[Dataset records Boundary: Start]
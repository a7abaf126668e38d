use opentelemetry_semantic_conventions::{
    resource::{SERVICE_NAME, SERVICE_VERSION},
    SCHEMA_URL,
};
use std::{
    fs::File,
    sync::{mpsc, OnceLock},
};
use tracing::level_filters::LevelFilter;

use opentelemetry::{trace::TracerProvider, KeyValue};
use opentelemetry_otlp::WithExportConfig;
use opentelemetry_sdk::{
    trace::{Sampler, SdkTracerProvider},
    Resource,
};
use tracing_appender::non_blocking::WorkerGuard;
use tracing_opentelemetry::OpenTelemetryLayer;
use tracing_subscriber::{layer::SubscriberExt, util::SubscriberInitExt, Layer};

const SERVICE: &str = "clusterlink";

static SUBSCRIBER_SET: OnceLock<()> = OnceLock::new();
static LOG_GUARD: OnceLock<WorkerGuard> = OnceLock::new();
static TRACER_PROVIDER: OnceLock<SdkTracerProvider> = OnceLock::new();
static WORKER_HANDLE: OnceLock<std::thread::JoinHandle<()>> = OnceLock::new();

type SetupError = Box<dyn std::error::Error + Send + Sync + 'static>;

/// Common OTEL resource descriptor.
fn resource() -> Resource {
    Resource::builder()
        .with_schema_url(
            [
                KeyValue::new(SERVICE_NAME, SERVICE),
                KeyValue::new(SERVICE_VERSION, env!("CARGO_PKG_VERSION")),
            ],
            SCHEMA_URL,
        )
        .with_service_name(SERVICE)
        .build()
}

/// The tonic exporter needs a runtime for its batch worker, so the provider is
/// built on a dedicated thread that keeps that runtime alive.
fn init_tracer_provider(ep: &str) -> Result<SdkTracerProvider, SetupError> {
    let exporter = opentelemetry_otlp::SpanExporter::builder()
        .with_tonic()
        .with_endpoint(ep)
        .build()?;

    Ok(SdkTracerProvider::builder()
        .with_sampler(Sampler::ParentBased(Box::new(Sampler::TraceIdRatioBased(
            1.0,
        ))))
        .with_resource(resource())
        .with_batch_exporter(exporter)
        .build())
}

/// Installs the file layer plus an OTLP span exporter pointed at `endpoint`.
///
/// Safe to call more than once; only the first call installs a subscriber.
pub fn setup_logger(log_file_path: &str, endpoint: &str) -> Result<(), SetupError> {
    if SUBSCRIBER_SET.get().is_some() {
        return Ok(());
    }

    // ---- 1. background worker that owns the exporter runtime ----
    let (tx, rx) = mpsc::sync_channel(1);
    let endpoint_owned = endpoint.to_owned();

    let handle = std::thread::Builder::new()
        .name("otel-worker".into())
        .spawn(move || {
            let rt = match tokio::runtime::Builder::new_multi_thread()
                .enable_all()
                .worker_threads(2)
                .build()
            {
                Ok(rt) => rt,
                Err(e) => {
                    tx.send(Err(SetupError::from(e))).ok();
                    return;
                }
            };

            rt.block_on(async move {
                let provider = init_tracer_provider(&endpoint_owned);
                let failed = provider.is_err();
                tx.send(provider).ok();
                if !failed {
                    std::future::pending::<()>().await;
                }
            });
        })?;

    let provider = rx.recv()??;
    TRACER_PROVIDER.set(provider.clone()).ok();
    WORKER_HANDLE.set(handle).ok();

    // ---- 2. file layer (non-blocking) ----
    let (file_layer, guard) = {
        let file = File::create(format!("{}/{}.log", log_file_path, SERVICE))?;
        let (writer, g) = tracing_appender::non_blocking(file);
        (
            tracing_subscriber::fmt::layer()
                .with_line_number(true)
                .with_writer(writer)
                .with_filter(LevelFilter::INFO),
            g,
        )
    };
    LOG_GUARD.set(guard).ok();

    // ---- 3. OTLP layer ----
    let otel_layer = OpenTelemetryLayer::new(provider.tracer(SERVICE));

    // ---- 4. install subscriber (set only once) ----
    SUBSCRIBER_SET.get_or_init(|| {
        tracing_subscriber::registry()
            .with(LevelFilter::TRACE)
            .with(file_layer)
            .with(otel_layer)
            .try_init()
            .ok();
    });

    Ok(())
}

/// Flushes pending spans. Call before process exit.
pub fn shutdown() {
    if let Some(provider) = TRACER_PROVIDER.get() {
        if let Err(e) = provider.shutdown() {
            eprintln!("clusterlink telemetry shutdown failed: {e}");
        }
    }
}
[Dataset records Boundary: End]
* [What to produce] Lines from the entries that contain the word "pending" are what the answer must hold.

* [Final answer]
                    std::future::pending::<()>().await;
/// Flushes pending spans. Call before process exit.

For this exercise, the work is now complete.